The New York Press has released the 2nd annual
"50 Most Loathsome New Yorkers" issue.
"In defining the word ‘loathsome,’ we cast
a wide net and caught all manner of frauds, blowhards and bloodsuckers,"
the New York Press wrote. "Sometimes the people displaying this behavior
are representative of unseen forces and larger groups; other times they’re self-contained
symbols, their loathsomeness obvious."
Rapper 50 Cent is the only rapper to make the
list this year, checking in at number 48.
"Look at you, up from the underground with
mix tapes and DVDs in hand, riding the coattails of Jam Master Jay’s murder
into the TRL ether," the article reads. "We probably could have handled
the Teen People cover, but the Teen People centerfold was off the cliff: You
posed in a bulletproof vest for a glossy magazine aimed at 12-year-old girls.

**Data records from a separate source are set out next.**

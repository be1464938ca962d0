//! Native element types and their raw slot encoding.

use std::fmt;
use std::ptr;

use num_complex::{Complex, Complex64};
use num_traits::{AsPrimitive, NumCast};

use crate::dtype::{DType, DTypeKind};
use crate::object::ObjectRef;
use crate::value::Value;
use crate::ValueError;

/// A Rust type that can live in an array slot.
///
/// # Safety
/// Implementors guarantee `DTYPE.itemsize() == size_of::<Self>()` and that
/// `read`/`write` only touch `DTYPE.itemsize()` bytes at the given address.
pub unsafe trait Element: Clone + fmt::Debug + 'static {
    /// Built-in descriptor for this type.
    const DTYPE: DType;

    /// Read the element stored at `ptr`.
    ///
    /// # Safety
    /// `ptr` must point to a live, initialized slot of `Self::DTYPE`.
    unsafe fn read(ptr: *const u8) -> Self;

    /// Overwrite the element stored at `ptr`, releasing the previous value.
    ///
    /// # Safety
    /// `ptr` must point to a live, initialized, writable slot of `Self::DTYPE`.
    unsafe fn write(ptr: *mut u8, value: Self);

    /// Write into a slot that holds no value yet.
    ///
    /// # Safety
    /// `ptr` must point to writable memory of `Self::DTYPE`; its previous
    /// contents are not dropped.
    unsafe fn init(ptr: *mut u8, value: Self) {
        Self::write(ptr, value)
    }

    fn into_value(self) -> Value;

    fn from_value(value: Value) -> Result<Self, ValueError>;

    /// Conversion with `as` semantics: integers wrap, floats truncate
    /// toward zero (NaN becomes zero) and imaginary parts are dropped.
    /// Only kind mismatches with objects fail.
    fn from_value_lossy(value: Value) -> Result<Self, ValueError> {
        Self::from_value(value)
    }
}

fn cast_real<T: NumCast + Element>(value: Value) -> Result<T, ValueError> {
    let out = match &value {
        Value::Bool(b) => T::from(*b as u8),
        Value::Int(v) => T::from(*v),
        Value::UInt(v) => T::from(*v),
        Value::Float(v) => T::from(*v),
        Value::Complex(c) => {
            if c.im != 0.0 {
                return Err(ValueError::ComplexToReal(T::DTYPE.name()));
            }
            T::from(c.re)
        }
        Value::Object(_) => {
            return Err(ValueError::TypeMismatch {
                expected: T::DTYPE.name(),
                found: value.type_name(),
            })
        }
    };
    out.ok_or_else(|| ValueError::OutOfRange {
        value: value.to_string(),
        dtype: T::DTYPE.name(),
    })
}

fn wrap_real<T>(value: Value) -> Result<T, ValueError>
where
    T: Element + Copy,
    i64: AsPrimitive<T>,
    u64: AsPrimitive<T>,
    f64: AsPrimitive<T>,
{
    let float = |v: f64| -> T {
        match T::DTYPE.kind() {
            DTypeKind::Float => v.as_(),
            // Through a 64-bit integer first, so out-of-range values wrap.
            _ if v >= 0.0 => (v as u64).as_(),
            _ => (v as i64).as_(),
        }
    };
    match value {
        Value::Bool(b) => Ok((b as u64).as_()),
        Value::Int(v) => Ok(v.as_()),
        Value::UInt(v) => Ok(v.as_()),
        Value::Float(v) => Ok(float(v)),
        Value::Complex(c) => Ok(float(c.re)),
        Value::Object(_) => Err(ValueError::TypeMismatch {
            expected: T::DTYPE.name(),
            found: "object",
        }),
    }
}

macro_rules! impl_real_element {
    ($($t:ty => $dtype:ident, $variant:ident as $wide:ty;)*) => {
        $(
            unsafe impl Element for $t {
                const DTYPE: DType = DType::$dtype;

                #[inline]
                unsafe fn read(ptr: *const u8) -> Self {
                    ptr::read_unaligned(ptr as *const $t)
                }

                #[inline]
                unsafe fn write(ptr: *mut u8, value: Self) {
                    ptr::write_unaligned(ptr as *mut $t, value)
                }

                #[inline]
                fn into_value(self) -> Value {
                    Value::$variant(self as $wide)
                }

                fn from_value(value: Value) -> Result<Self, ValueError> {
                    cast_real::<$t>(value)
                }

                fn from_value_lossy(value: Value) -> Result<Self, ValueError> {
                    wrap_real::<$t>(value)
                }
            }
        )*
    };
}

impl_real_element! {
    i8 => INT8, Int as i64;
    i16 => INT16, Int as i64;
    i32 => INT32, Int as i64;
    i64 => INT64, Int as i64;
    u8 => UINT8, UInt as u64;
    u16 => UINT16, UInt as u64;
    u32 => UINT32, UInt as u64;
    u64 => UINT64, UInt as u64;
    f32 => FLOAT32, Float as f64;
    f64 => FLOAT64, Float as f64;
}

macro_rules! impl_complex_element {
    ($($f:ty => $dtype:ident;)*) => {
        $(
            unsafe impl Element for Complex<$f> {
                const DTYPE: DType = DType::$dtype;

                #[inline]
                unsafe fn read(ptr: *const u8) -> Self {
                    ptr::read_unaligned(ptr as *const Complex<$f>)
                }

                #[inline]
                unsafe fn write(ptr: *mut u8, value: Self) {
                    ptr::write_unaligned(ptr as *mut Complex<$f>, value)
                }

                #[inline]
                fn into_value(self) -> Value {
                    Value::Complex(Complex64::new(self.re as f64, self.im as f64))
                }

                fn from_value(value: Value) -> Result<Self, ValueError> {
                    match value {
                        Value::Complex(c) => Ok(Complex::new(c.re as $f, c.im as $f)),
                        Value::Object(_) => Err(ValueError::TypeMismatch {
                            expected: Self::DTYPE.name(),
                            found: "object",
                        }),
                        real => Ok(Complex::new(cast_real::<f64>(real)? as $f, 0.0)),
                    }
                }
            }
        )*
    };
}

impl_complex_element! {
    f32 => COMPLEX64;
    f64 => COMPLEX128;
}

unsafe impl Element for bool {
    const DTYPE: DType = DType::BOOL;

    // Any non-zero byte reads as true, so reinterpreted integer buffers stay sound.
    #[inline]
    unsafe fn read(ptr: *const u8) -> Self {
        *ptr != 0
    }

    #[inline]
    unsafe fn write(ptr: *mut u8, value: Self) {
        *ptr = value as u8;
    }

    #[inline]
    fn into_value(self) -> Value {
        Value::Bool(self)
    }

    fn from_value(value: Value) -> Result<Self, ValueError> {
        match value {
            Value::Object(_) => Err(ValueError::TypeMismatch {
                expected: "bool",
                found: "object",
            }),
            numeric => Ok(numeric.is_truthy()),
        }
    }
}

// Object slots are always allocated with `DType::OBJECT` alignment.
unsafe impl Element for ObjectRef {
    const DTYPE: DType = DType::OBJECT;

    #[inline]
    unsafe fn read(ptr: *const u8) -> Self {
        (*(ptr as *const ObjectRef)).clone()
    }

    #[inline]
    unsafe fn write(ptr: *mut u8, value: Self) {
        *(ptr as *mut ObjectRef) = value;
    }

    #[inline]
    unsafe fn init(ptr: *mut u8, value: Self) {
        ptr::write(ptr as *mut ObjectRef, value)
    }

    #[inline]
    fn into_value(self) -> Value {
        Value::Object(self)
    }

    fn from_value(value: Value) -> Result<Self, ValueError> {
        match value {
            Value::Object(obj) => Ok(obj),
            other => Err(ValueError::TypeMismatch {
                expected: "object",
                found: other.type_name(),
            }),
        }
    }
}

#[cfg(test)]
mod tests {
    use super::*;
    use num_complex::Complex32;

    fn roundtrip_slot<T: Element>(value: T) -> T {
        let mut slot = vec![0u8; T::DTYPE.itemsize() + 1];
        // Deliberately misaligned by one byte.
        let p = unsafe { slot.as_mut_ptr().add(1) };
        unsafe {
            T::init(p, value);
            T::read(p)
        }
    }

    #[test]
    fn test_unaligned_numeric_slots() {
        assert_eq!(roundtrip_slot(-7i32), -7);
        assert_eq!(roundtrip_slot(3.5f64), 3.5);
        assert_eq!(roundtrip_slot(u64::MAX), u64::MAX);
        assert_eq!(roundtrip_slot(Complex32::new(1.0, -2.0)), Complex32::new(1.0, -2.0));
        assert!(roundtrip_slot(true));
    }

    #[test]
    fn test_from_value_conversions() {
        assert_eq!(i8::from_value(Value::Int(-5)), Ok(-5));
        assert_eq!(f32::from_value(Value::UInt(3)), Ok(3.0));
        assert_eq!(i32::from_value(Value::Float(2.9)), Ok(2));
        assert_eq!(u8::from_value(Value::Bool(true)), Ok(1));
        assert!(bool::from_value(Value::Float(0.5)).unwrap());
        assert_eq!(
            Complex64::from_value(Value::Int(4)),
            Ok(Complex64::new(4.0, 0.0))
        );
    }

    #[test]
    fn test_lossy_conversions_wrap_and_truncate() {
        assert_eq!(i8::from_value_lossy(Value::Float(300.0)), Ok(44));
        assert_eq!(i8::from_value_lossy(Value::Int(200)), Ok(-56));
        assert_eq!(u8::from_value_lossy(Value::Float(-1.0)), Ok(255));
        assert_eq!(u32::from_value_lossy(Value::Int(-1)), Ok(u32::MAX));
        assert_eq!(i32::from_value_lossy(Value::Float(f64::NAN)), Ok(0));
        assert_eq!(i32::from_value_lossy(Value::Float(-2.9)), Ok(-2));
        assert_eq!(
            f64::from_value_lossy(Value::Complex(Complex64::new(1.5, 2.0))),
            Ok(1.5)
        );
        assert_eq!(f32::from_value_lossy(Value::Float(0.5)), Ok(0.5));
        assert_eq!(
            Complex64::from_value_lossy(Value::Float(2.0)),
            Ok(Complex64::new(2.0, 0.0))
        );
        assert!(matches!(
            i64::from_value_lossy(Value::Object(ObjectRef::none())),
            Err(ValueError::TypeMismatch { .. })
        ));
    }

    #[test]
    fn test_from_value_errors() {
        assert!(matches!(
            u8::from_value(Value::Int(300)),
            Err(ValueError::OutOfRange { .. })
        ));
        assert!(matches!(
            u32::from_value(Value::Int(-1)),
            Err(ValueError::OutOfRange { .. })
        ));
        assert!(matches!(
            f64::from_value(Value::Complex(Complex64::new(1.0, 1.0))),
            Err(ValueError::ComplexToReal("float64"))
        ));
        assert!(matches!(
            f64::from_value(Value::Object(ObjectRef::none())),
            Err(ValueError::TypeMismatch { .. })
        ));
        assert!(matches!(
            ObjectRef::from_value(Value::Int(1)),
            Err(ValueError::TypeMismatch { .. })
        ));
    }
}
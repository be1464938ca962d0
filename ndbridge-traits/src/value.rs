//! Value Type Traits: per-operand strategies that turn a raw element pointer
//! into a [`Value`] and back.
//!
//! Only two value kinds exist. [`NumericValue`] reads and writes plain bytes
//! of a numeric dtype. [`ObjectReferenceValue`] treats each slot as an
//! [`ObjectRef`] handle, so writes release the previous object and acquire
//! the new one.

use std::fmt;
use std::rc::Rc;

use num_complex::{Complex, Complex64};

use crate::dtype::{DType, DTypeKind};
use crate::element::Element;
use crate::object::ObjectRef;
use crate::ValueError;

/// A dynamically typed element value.
#[derive(Debug, Clone)]
pub enum Value {
    Bool(bool),
    Int(i64),
    UInt(u64),
    Float(f64),
    Complex(Complex64),
    Object(ObjectRef),
}

impl Value {
    pub fn type_name(&self) -> &'static str {
        match self {
            Value::Bool(_) => "bool",
            Value::Int(_) => "int",
            Value::UInt(_) => "uint",
            Value::Float(_) => "float",
            Value::Complex(_) => "complex",
            Value::Object(_) => "object",
        }
    }

    pub fn kind(&self) -> ValueKind {
        match self {
            Value::Object(_) => ValueKind::ObjectReference,
            _ => ValueKind::Numeric,
        }
    }

    /// Truth value: non-zero for numbers, [`ObjectRef::is_truthy`] for objects.
    pub fn is_truthy(&self) -> bool {
        match self {
            Value::Bool(b) => *b,
            Value::Int(v) => *v != 0,
            Value::UInt(v) => *v != 0,
            Value::Float(v) => *v != 0.0,
            Value::Complex(c) => c.re != 0.0 || c.im != 0.0,
            Value::Object(o) => o.is_truthy(),
        }
    }

    /// Numeric equality across kinds (`Int(1) == Float(1.0) == Bool(true)`).
    /// Objects compare only with objects.
    pub fn equals(&self, other: &Value) -> bool {
        match (self, other) {
            (Value::Object(a), Value::Object(b)) => a.equals(b),
            (Value::Object(_), _) | (_, Value::Object(_)) => false,
            (Value::Int(a), Value::Int(b)) => a == b,
            (Value::UInt(a), Value::UInt(b)) => a == b,
            (Value::Int(a), Value::UInt(b)) | (Value::UInt(b), Value::Int(a)) => {
                u64::try_from(*a).is_ok_and(|a| a == *b)
            }
            (a, b) => a.as_complex() == b.as_complex(),
        }
    }

    fn as_complex(&self) -> Complex64 {
        match self {
            Value::Bool(b) => Complex64::new(*b as u8 as f64, 0.0),
            Value::Int(v) => Complex64::new(*v as f64, 0.0),
            Value::UInt(v) => Complex64::new(*v as f64, 0.0),
            Value::Float(v) => Complex64::new(*v, 0.0),
            Value::Complex(c) => *c,
            Value::Object(_) => Complex64::new(f64::NAN, 0.0),
        }
    }
}

impl PartialEq for Value {
    fn eq(&self, other: &Self) -> bool {
        self.equals(other)
    }
}

impl fmt::Display for Value {
    fn fmt(&self, f: &mut fmt::Formatter<'_>) -> fmt::Result {
        match self {
            Value::Bool(b) => write!(f, "{b}"),
            Value::Int(v) => write!(f, "{v}"),
            Value::UInt(v) => write!(f, "{v}"),
            Value::Float(v) => write!(f, "{v}"),
            Value::Complex(c) => write!(f, "({}{:+}j)", c.re, c.im),
            Value::Object(o) => write!(f, "{o:?}"),
        }
    }
}

impl From<bool> for Value {
    fn from(v: bool) -> Self {
        Value::Bool(v)
    }
}

impl From<i64> for Value {
    fn from(v: i64) -> Self {
        Value::Int(v)
    }
}

impl From<f64> for Value {
    fn from(v: f64) -> Self {
        Value::Float(v)
    }
}

impl From<Complex64> for Value {
    fn from(v: Complex64) -> Self {
        Value::Complex(v)
    }
}

impl From<ObjectRef> for Value {
    fn from(v: ObjectRef) -> Self {
        Value::Object(v)
    }
}

/// The closed set of value kinds.
#[derive(Debug, Clone, Copy, PartialEq, Eq, Hash)]
pub enum ValueKind {
    Numeric,
    ObjectReference,
}

/// Strategy translating raw element pointers of one dtype into values.
pub trait ValueTypeTraits: fmt::Debug {
    fn value_kind(&self) -> ValueKind;

    /// Element layout this strategy reads and writes.
    fn dtype(&self) -> DType;

    /// # Safety
    /// `ptr` must address an initialized element of [`Self::dtype`].
    unsafe fn load(&self, ptr: *const u8) -> Value;

    /// Convert `value` to [`Self::dtype`] and store it at `ptr`.
    ///
    /// # Safety
    /// `ptr` must address an initialized, writable element of [`Self::dtype`].
    unsafe fn store(&self, ptr: *mut u8, value: Value) -> Result<(), ValueError>;

    /// Like [`store`](Self::store) with the conversion of [`Value::cast_lossy`].
    ///
    /// # Safety
    /// Same contract as [`store`](Self::store).
    unsafe fn store_lossy(&self, ptr: *mut u8, value: Value) -> Result<(), ValueError> {
        self.store(ptr, value)
    }

    /// Copy one element between two slots of [`Self::dtype`].
    ///
    /// # Safety
    /// Both pointers must address initialized elements; `dst` must be writable.
    unsafe fn copy_element(&self, src: *const u8, dst: *mut u8);
}

// Binds `$t` to the native Rust type of a dtype and evaluates `$body`.
macro_rules! with_native_type {
    ($dtype:expr, |$t:ident| $body:expr) => {{
        match ($dtype.kind(), $dtype.itemsize()) {
            (DTypeKind::Bool, _) => {
                type $t = bool;
                $body
            }
            (DTypeKind::Int, 1) => {
                type $t = i8;
                $body
            }
            (DTypeKind::Int, 2) => {
                type $t = i16;
                $body
            }
            (DTypeKind::Int, 4) => {
                type $t = i32;
                $body
            }
            (DTypeKind::Int, _) => {
                type $t = i64;
                $body
            }
            (DTypeKind::UInt, 1) => {
                type $t = u8;
                $body
            }
            (DTypeKind::UInt, 2) => {
                type $t = u16;
                $body
            }
            (DTypeKind::UInt, 4) => {
                type $t = u32;
                $body
            }
            (DTypeKind::UInt, _) => {
                type $t = u64;
                $body
            }
            (DTypeKind::Float, 4) => {
                type $t = f32;
                $body
            }
            (DTypeKind::Float, _) => {
                type $t = f64;
                $body
            }
            (DTypeKind::Complex, 8) => {
                type $t = Complex<f32>;
                $body
            }
            (DTypeKind::Complex, _) => {
                type $t = Complex<f64>;
                $body
            }
            (DTypeKind::Object, _) => {
                type $t = ObjectRef;
                $body
            }
        }
    }};
}

impl Value {
    /// Convert to the value representation of `dtype`.
    ///
    /// Numeric conversions truncate floats toward zero and fail when the
    /// result is out of range; objects only convert to the object dtype.
    pub fn cast(self, dtype: DType) -> Result<Value, ValueError> {
        with_native_type!(dtype, |T| Ok(T::from_value(self)?.into_value()))
    }

    /// Like [`cast`](Self::cast) but with `as` semantics, as used by unsafe
    /// casting: integers wrap, floats truncate and imaginary parts are
    /// dropped.
    pub fn cast_lossy(self, dtype: DType) -> Result<Value, ValueError> {
        with_native_type!(dtype, |T| Ok(T::from_value_lossy(self)?.into_value()))
    }
}

/// Plain-bytes access for a numeric dtype.
#[derive(Debug, Clone, Copy, PartialEq, Eq)]
pub struct NumericValue {
    dtype: DType,
}

impl NumericValue {
    pub fn new(dtype: DType) -> Result<Self, ValueError> {
        if !dtype.is_numeric() {
            return Err(ValueError::NotNumeric(dtype.name()));
        }
        Ok(Self { dtype })
    }
}

impl ValueTypeTraits for NumericValue {
    fn value_kind(&self) -> ValueKind {
        ValueKind::Numeric
    }

    fn dtype(&self) -> DType {
        self.dtype
    }

    unsafe fn load(&self, ptr: *const u8) -> Value {
        with_native_type!(self.dtype, |T| T::read(ptr).into_value())
    }

    unsafe fn store(&self, ptr: *mut u8, value: Value) -> Result<(), ValueError> {
        with_native_type!(self.dtype, |T| {
            T::write(ptr, T::from_value(value)?);
            Ok(())
        })
    }

    unsafe fn store_lossy(&self, ptr: *mut u8, value: Value) -> Result<(), ValueError> {
        with_native_type!(self.dtype, |T| {
            T::write(ptr, T::from_value_lossy(value)?);
            Ok(())
        })
    }

    unsafe fn copy_element(&self, src: *const u8, dst: *mut u8) {
        std::ptr::copy(src, dst, self.dtype.itemsize());
    }
}

/// Reference-counted host-object handle access.
#[derive(Debug, Clone, Copy, Default, PartialEq, Eq)]
pub struct ObjectReferenceValue;

impl ValueTypeTraits for ObjectReferenceValue {
    fn value_kind(&self) -> ValueKind {
        ValueKind::ObjectReference
    }

    fn dtype(&self) -> DType {
        DType::OBJECT
    }

    unsafe fn load(&self, ptr: *const u8) -> Value {
        Value::Object(ObjectRef::read(ptr))
    }

    unsafe fn store(&self, ptr: *mut u8, value: Value) -> Result<(), ValueError> {
        ObjectRef::write(ptr, ObjectRef::from_value(value)?);
        Ok(())
    }

    unsafe fn copy_element(&self, src: *const u8, dst: *mut u8) {
        ObjectRef::write(dst, ObjectRef::read(src));
    }
}

/// Default strategy for a dtype.
pub fn value_traits_for(dtype: DType) -> Rc<dyn ValueTypeTraits> {
    match dtype.kind() {
        DTypeKind::Object => Rc::new(ObjectReferenceValue),
        _ => Rc::new(NumericValue { dtype }),
    }
}
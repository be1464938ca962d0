//! Host-object references stored in object-dtype arrays.
//!
//! An object array holds one [`ObjectRef`] per element. The handle is
//! reference-counted: reading an element acquires a new reference, overwriting
//! an element releases the old one. A null handle plays the role of the host's
//! "none" object.

use std::any::Any;
use std::fmt;
use std::rc::Rc;

/// Capabilities the array layer needs from a host object.
pub trait HostObject: fmt::Debug {
    /// A recursively independent copy of this object.
    fn deep_copy(&self) -> ObjectRef;

    /// Truth value used by `all`/`any`.
    fn is_truthy(&self) -> bool {
        true
    }

    /// Value equality used by `equal`. Identity is checked before this is called.
    fn equals(&self, _other: &dyn HostObject) -> bool {
        false
    }

    fn as_any(&self) -> &dyn Any;
}

/// Nullable, reference-counted handle to a [`HostObject`].
#[derive(Clone, Default)]
pub struct ObjectRef(Option<Rc<dyn HostObject>>);

impl ObjectRef {
    pub fn new<O: HostObject + 'static>(object: O) -> Self {
        ObjectRef(Some(Rc::new(object)))
    }

    /// The null handle.
    #[inline]
    pub fn none() -> Self {
        ObjectRef(None)
    }

    #[inline]
    pub fn is_none(&self) -> bool {
        self.0.is_none()
    }

    pub fn get(&self) -> Option<&dyn HostObject> {
        self.0.as_deref()
    }

    pub fn downcast_ref<O: 'static>(&self) -> Option<&O> {
        self.get().and_then(|obj| obj.as_any().downcast_ref::<O>())
    }

    /// Number of live handles to the referenced object (0 for the null handle).
    pub fn ref_count(&self) -> usize {
        self.0.as_ref().map_or(0, Rc::strong_count)
    }

    /// True when both handles reference the same object, or both are null.
    pub fn ptr_eq(&self, other: &ObjectRef) -> bool {
        match (&self.0, &other.0) {
            (Some(a), Some(b)) => Rc::ptr_eq(a, b),
            (None, None) => true,
            _ => false,
        }
    }

    pub fn deep_copy(&self) -> ObjectRef {
        match self.get() {
            Some(obj) => obj.deep_copy(),
            None => ObjectRef::none(),
        }
    }

    pub fn is_truthy(&self) -> bool {
        self.get().is_some_and(|obj| obj.is_truthy())
    }

    pub fn equals(&self, other: &ObjectRef) -> bool {
        if self.ptr_eq(other) {
            return true;
        }
        match (self.get(), other.get()) {
            (Some(a), Some(b)) => a.equals(b),
            _ => false,
        }
    }
}

impl fmt::Debug for ObjectRef {
    fn fmt(&self, f: &mut fmt::Formatter<'_>) -> fmt::Result {
        match self.get() {
            Some(obj) => write!(f, "ObjectRef({obj:?})"),
            None => f.write_str("ObjectRef(None)"),
        }
    }
}

impl PartialEq for ObjectRef {
    fn eq(&self, other: &Self) -> bool {
        self.equals(other)
    }
}
//! Turn pacing analyzer CLI library.
//!
//! This crate wraps the tp-core pipeline with log ingestion, configuration,
//! and report rendering.

mod cli;
mod config;
pub mod input;
pub mod report;

pub use cli::Cli;
pub use config::Config;
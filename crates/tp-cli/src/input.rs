//! Log text ingestion.

use std::io::Read;
use std::path::Path;

use anyhow::{Context, Result};

/// A loaded log and where it came from.
#[derive(Debug)]
pub struct LogInput {
    /// Display name for the report header: the file path, or `stdin`.
    pub source: String,
    pub text: String,
}

/// Reads the log from a file, or from stdin when no path (or `-`) is given.
pub fn read_log(path: Option<&Path>) -> Result<LogInput> {
    match path {
        Some(path) if path != Path::new("-") => {
            let text = std::fs::read_to_string(path)
                .with_context(|| format!("failed to read log file {}", path.display()))?;
            Ok(LogInput {
                source: path.display().to_string(),
                text,
            })
        }
        _ => {
            let mut text = String::new();
            std::io::stdin()
                .read_to_string(&mut text)
                .context("failed to read log from stdin")?;
            Ok(LogInput {
                source: "stdin".to_string(),
                text,
            })
        }
    }
}

#[cfg(test)]
mod tests {
    use super::*;

    #[test]
    fn reads_log_from_file() {
        let dir = tempfile::tempdir().unwrap();
        let path = dir.path().join("game.log");
        std::fs::write(&path, "[00:00:01] Alice's turn.\n").unwrap();

        let input = read_log(Some(&path)).unwrap();

        assert_eq!(input.text, "[00:00:01] Alice's turn.\n");
        assert!(input.source.ends_with("game.log"));
    }

    #[test]
    fn missing_file_is_an_error_with_context() {
        let dir = tempfile::tempdir().unwrap();
        let path = dir.path().join("missing.log");

        let err = read_log(Some(&path)).unwrap_err();

        assert!(err.to_string().contains("failed to read log file"));
    }
}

Did you know that the press release for your Grammy performance had you next
to Celine Dion and Richard Marx? Time to go get fitted for a pair of MC Hammer
pants and bring your act to Foxwoods."
Bruce Ratner, the multi-millionaire developer
led the purchase of the New Jersey Nets with a group of investors that included
Jay-Z, checked in at number 49.
"It would be nice to have a pro team back
in Brooklyn," The New York Press quipped. "It would also be nice if
wings sprouted from our shoulders and we could fly like pixies. Wannabe Batman
villain Bruce Ratner pays no heed to the heinous traffic mess a new arena would
create for Flatbush and Atlantic Aves. He speaks nothing of the people forced
out of their homes, nor of the enormous amount of public dough needed to fund
his private enterprise, nor of the dozens of buildings being condemned at ludicrously
undervalued prices—even as his nearby, failed Atlantic Center Mall depends
on City Hall back-scratches to pay rent. A true visionary, Ratner can only see
his multi-billion-dollar dream extending heavenward. The people of Brooklyn
are just diorama props for investor display, pouring soda and serving hot dogs
at minimum wage."
Donny Deutsch, the D in Russell Simmons’ defunct
advertising venture D-Rush, also made the list.
"The chief of David Deutsch Associates says
he only hires ‘Jews, chicks and fags,’ and is known for tearing off his shirt
during office hours and saying—without irony—things like, ‘I can kick
the ass of any CEO in advertising!’ Think Steven Seagal meets Charlotte Beers.
The "Elvis of Advertising" has been dabbling with a CNBC talk show
and even told New York magazine that he’d consider running for mayor. Qualifications:
good at selling sh*t, does lots of pushups. Look out, Bloomie.’
The Hilton Sisters, Lenny Kravitz, the cast of
Queer Eye for the Straight Guy, Moby, Sarah Jessica Parker, Donald Trump, Howard
Stern, Rupert & Lachlan Murdoch all made the list, while former Mayor Rudy
Giuliani landed at the number 1 spot.